# ECON 331  97/1
# ASSIGNMENT 5
# 
# QUESTION 1
# 
> restart;
# 'Inverse' production function:
> z:=q^3+4*q:
# Average revenue function:
> p:=10-2*q:
# Total revenue function:
> R:=p*q;

                          R := (10 - 2 q) q

# Find diff(R,z) by the chain rule and the inverse function rule:
> dR_dz:=diff(R,q)*(1/diff(z,q));

                                   -4 q + 10
                          dR_dz := ---------
                                      2
                                   3 q  + 4

# The point elasticity of total sales revenue with respect to the amount
# of labour used is:
> epsilon:=dR_dz*z/R;

                                           3
                             (-4 q + 10) (q  + 4 q)
                  epsilon := -----------------------
                                 2
                             (3 q  + 4) (10 - 2 q) q

# When q=2, the elasticity is:
> q:=2:
> 'epsilon'=epsilon;

                            epsilon = 1/6

# 
# QUESTION 2
# 
> restart;
> with(linalg):
Warning, new definition for norm
Warning, new definition for trace
# Enter the system of equations as a vector:
> A:= vector([x*y-w,y-w^3-3*z,w^3+z^3-2*w*z]):
# The Jacobian for the system is:
> J:=jacobian(A,[x,y,w]);

                          [y    x        -1    ]
                          [                    ]
                          [                2   ]
                     J := [0    1      -3 w    ]
                          [                    ]
                          [             2      ]
                          [0    0    3 w  - 2 z]
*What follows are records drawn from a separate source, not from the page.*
//! FFmpeg-backed reader integration tests.
//!
//! Tests that decode real video require fixture files from
//! `tests/fixtures/generate_fixtures.sh`.

use std::{fs, path::Path};

use framepick::{
    AnnotationCollection, FrameExtractor, FramePickError, FrameSource, GroupOutcome, VideoKey,
    VideoReader,
};

fn sample_video_path() -> &'static str {
    "tests/fixtures/sample_video.mp4"
}

// ── opening ────────────────────────────────────────────────────────

#[test]
fn open_nonexistent_file() {
    let result = VideoReader::open("tests/fixtures/does_not_exist.mp4");
    assert!(matches!(result, Err(FramePickError::VideoOpen { .. })));
}

#[test]
fn open_garbage_file() {
    let directory = tempfile::tempdir().expect("Failed to create temp dir");
    let path = directory.path().join("garbage.mp4");
    fs::write(&path, b"definitely not an mp4 container").unwrap();

    assert!(VideoReader::open(&path).is_err());
}

// ── sequential decoding ────────────────────────────────────────────

#[test]
fn advances_through_every_frame() {
    let path = sample_video_path();
    if !Path::new(path).exists() {
        return;
    }

    let mut reader = VideoReader::open(path).expect("Failed to open fixture");
    let hint = reader.frame_count_hint();

    let mut decoded = 0_u64;
    while reader.advance().expect("Failed to decode") {
        decoded += 1;
    }

    assert!(decoded > 0);
    if let Some(hint) = hint {
        // Header counts can be approximate.
        assert!(decoded.abs_diff(hint) <= 2, "decoded {decoded}, header {hint}");
    }
    // Exhausted sources stay exhausted.
    assert!(!reader.advance().unwrap());
}

#[test]
fn current_frame_matches_stream_dimensions() {
    let path = sample_video_path();
    if !Path::new(path).exists() {
        return;
    }

    let mut reader = VideoReader::open(path).expect("Failed to open fixture");
    assert!(reader.current_frame().is_err(), "no frame before advance");

    assert!(reader.advance().unwrap());
    let frame = reader.current_frame().expect("Failed to convert frame");
    assert_eq!(frame.width(), reader.width());
    assert_eq!(frame.height(), reader.height());
}

// ── extraction over a real video ───────────────────────────────────

#[test]
fn extracts_frames_from_real_video() {
    let path = sample_video_path();
    if !Path::new(path).exists() {
        return;
    }

    let root = tempfile::tempdir().expect("Failed to create temp dir");
    let directory = root.path().join("videos/seq1");
    fs::create_dir_all(&directory).unwrap();
    fs::copy(path, directory.join("seq1_blur_1.mp4")).unwrap();

    let global = AnnotationCollection::from_json_str(
        r#"{"images": [
            {"id": 1, "video_name": "seq1", "distortion_type": "blur", "severity_level": 1,
             "file_name": "seq1_blur_1_frame_0000.jpg"},
            {"id": 2, "video_name": "seq1", "distortion_type": "blur", "severity_level": 1,
             "file_name": "seq1_blur_1_frame_0005.jpg"}
        ], "annotations": []}"#,
    )
    .unwrap();

    let report = FrameExtractor::new(root.path().join("videos"), root.path().join("frames"))
        .extract(&global.images);

    assert_eq!(
        report.outcome(&VideoKey::new("seq1", "blur", "1")),
        Some(&GroupOutcome::Completed { frames_written: 2 })
    );
    for name in ["seq1_blur_1_frame_0000.jpg", "seq1_blur_1_frame_0005.jpg"] {
        let written = image::open(root.path().join("frames").join(name))
            .expect("Failed to read extracted frame");
        assert!(written.width() > 0);
    }
}
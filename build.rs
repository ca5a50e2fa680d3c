use std::env;

fn main() {
    println!("cargo:rerun-if-env-changed=FFMPEG_DIR");
    println!("cargo:rerun-if-env-changed=VCPKG_ROOT");

    let target_os = env::var("CARGO_CFG_TARGET_OS").unwrap_or_default();
    if target_os == "windows" && env::var_os("FFMPEG_DIR").is_none() {
        println!(
            "cargo:warning=FFMPEG_DIR is not set. On Windows, install FFmpeg via vcpkg and point FFMPEG_DIR at it for reliable builds."
        );
    }
}
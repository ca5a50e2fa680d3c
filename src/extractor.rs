//! Frame extraction.
//!
//! [`FrameExtractor`] writes out the frames a set of image records refers to.
//! Records are grouped by source video ([`VideoKey`]); each video is opened
//! once and read front to back with no seeking. The distinct frame indices
//! the group needs are walked in ascending order alongside the decoder, so a
//! single pass satisfies any sparse subset of indices, and reading stops as
//! soon as the last one has been written.
//!
//! A record matches a frame when the index parsed from its file name equals
//! the frame's position. Every matching record gets its own copy of the
//! frame, written as JPEG under its `file_name` below the output directory.
//!
//! [`FrameExtractor::dump_all`] is the bulk variant: it writes every frame of
//! every encoding of the listed sequences, numbered from 1.
//!
//! Extraction is best-effort. A missing or unreadable video, a stream that
//! ends early, or a file that cannot be written is logged, counted in the
//! [`ExtractionReport`], and the run moves on.
//!
//! # Example
//!
//! ```no_run
//! use framepick::{AnnotationCollection, FrameExtractor};
//!
//! let global = AnnotationCollection::load("global_annotations.json")?;
//! let report = FrameExtractor::new("distorted_video", "filtered_frames")
//!     .extract(&global.images);
//! println!("{} frames written", report.frames_written);
//! # Ok::<(), framepick::FramePickError>(())
//! ```

use std::{
    collections::{BTreeMap, HashMap},
    fs::{self, File},
    io::{BufWriter, Write},
    path::{Path, PathBuf},
};

use image::{RgbImage, codecs::jpeg::JpegEncoder};

use crate::{
    annotation::ImageRecord,
    configuration::ExtractOptions,
    decoder::{FfmpegOpener, FrameSource, VideoOpener},
    error::FramePickError,
    frame_target::{FrameTarget, SEVERITY_LEVELS, VideoKey},
    manifest::{AllowLists, SequenceManifest},
    progress::ProgressTracker,
};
# Since z is treated as exogenous, the right hand side column vector can
# be generated as follows:
> b:=jacobian(A,[z]);

                               [    0     ]
                               [          ]
                          b := [    -3    ]
                               [          ]
                               [   2      ]
                               [3 z  - 2 w]

# Use the map command to change the signs of the elements:
> d:=map(x->-x,b);

                               [     0     ]
                               [           ]
                          d := [     3     ]
                               [           ]
                               [    2      ]
                               [-3 z  + 2 w]

# We can find expressions for the following derivatives by solving the
# system:
> matrix(3,1,[Diff(x,z),Diff(y,z),Diff(w,z)]) = multiply(inverse(J),d);

                     [               2           2       ]
                     [         (3 x w  - 1) (-3 z  + 2 w)]
                     [-3 x/y - --------------------------]
            [d   ]   [                     2             ]
            [-- x]   [               y (3 w  - 2 z)      ]
            [dz  ]   [                                   ]
            [    ]   [             2      2              ]
            [d   ]   [            w  (-3 z  + 2 w)       ]
            [-- y] = [      3 + 3 ----------------       ]
            [dz  ]   [                  2                ]
            [    ]   [               3 w  - 2 z          ]
            [d   ]   [                                   ]
            [-- w]   [                2                  ]
            [dz  ]   [            -3 z  + 2 w            ]
                     [            -----------            ]
                     [               2                   ]
                     [            3 w  - 2 z             ]

# Assign values to:
> w:=1:
> z:=1:
# Solve for (x,y) :
> sols:=solve({x*y-w,y-w^3-3*z},{x,y});

                       sols := {y = 4, x = 1/4}

# Assign these values to x,y:
> x:=1/4:
> y:=4:
# Now the vector of derivatives is:
> multiply(inverse(J),d);
# So, diff(x,z)=-1/4 .

                                [-1/4]
                                [    ]
                                [ 0  ]
                                [    ]
                                [ -1 ]

# 
# QUESTION 3
# 
> restart;
# Equation:
> F:=x^2+y^2+z^2+x*y+x*z+y*z+x+y+z-1;

               2    2    2
         F := x  + y  + z  + x y + x z + y z + x + y + z - 1

# Partial derivatives:
> dz_dx:=implicitdiff(F,z,x):
> Diff(z,x) = dz_dx;

                       d        y + 2 x + 1 + z
                       -- z = - ---------------
                       dx       2 z + x + y + 1

> dz_dy:=implicitdiff(F,z,y):
> Diff(z,y) = dz_dy;

                       d        2 y + x + z + 1
                       -- z = - ---------------
                       dy       2 z + x + y + 1

# At (x,y,z)=(1,-1,-1) the function F has continuous partials. We can
# check to see if  diff(F,z) is nonzero:
> dF_dz:=diff(F,z);

                       dF_dz := 2 z + x + y + 1

> x:=1:
> y:=-1:
> z:=-1:
> is(dF_dz=0);

                                false

# So the implicit function z=f(x,y) exists, and the partial derivatives
# are:
> dz_dx;

                                  1

> dz_dy;

                                  -1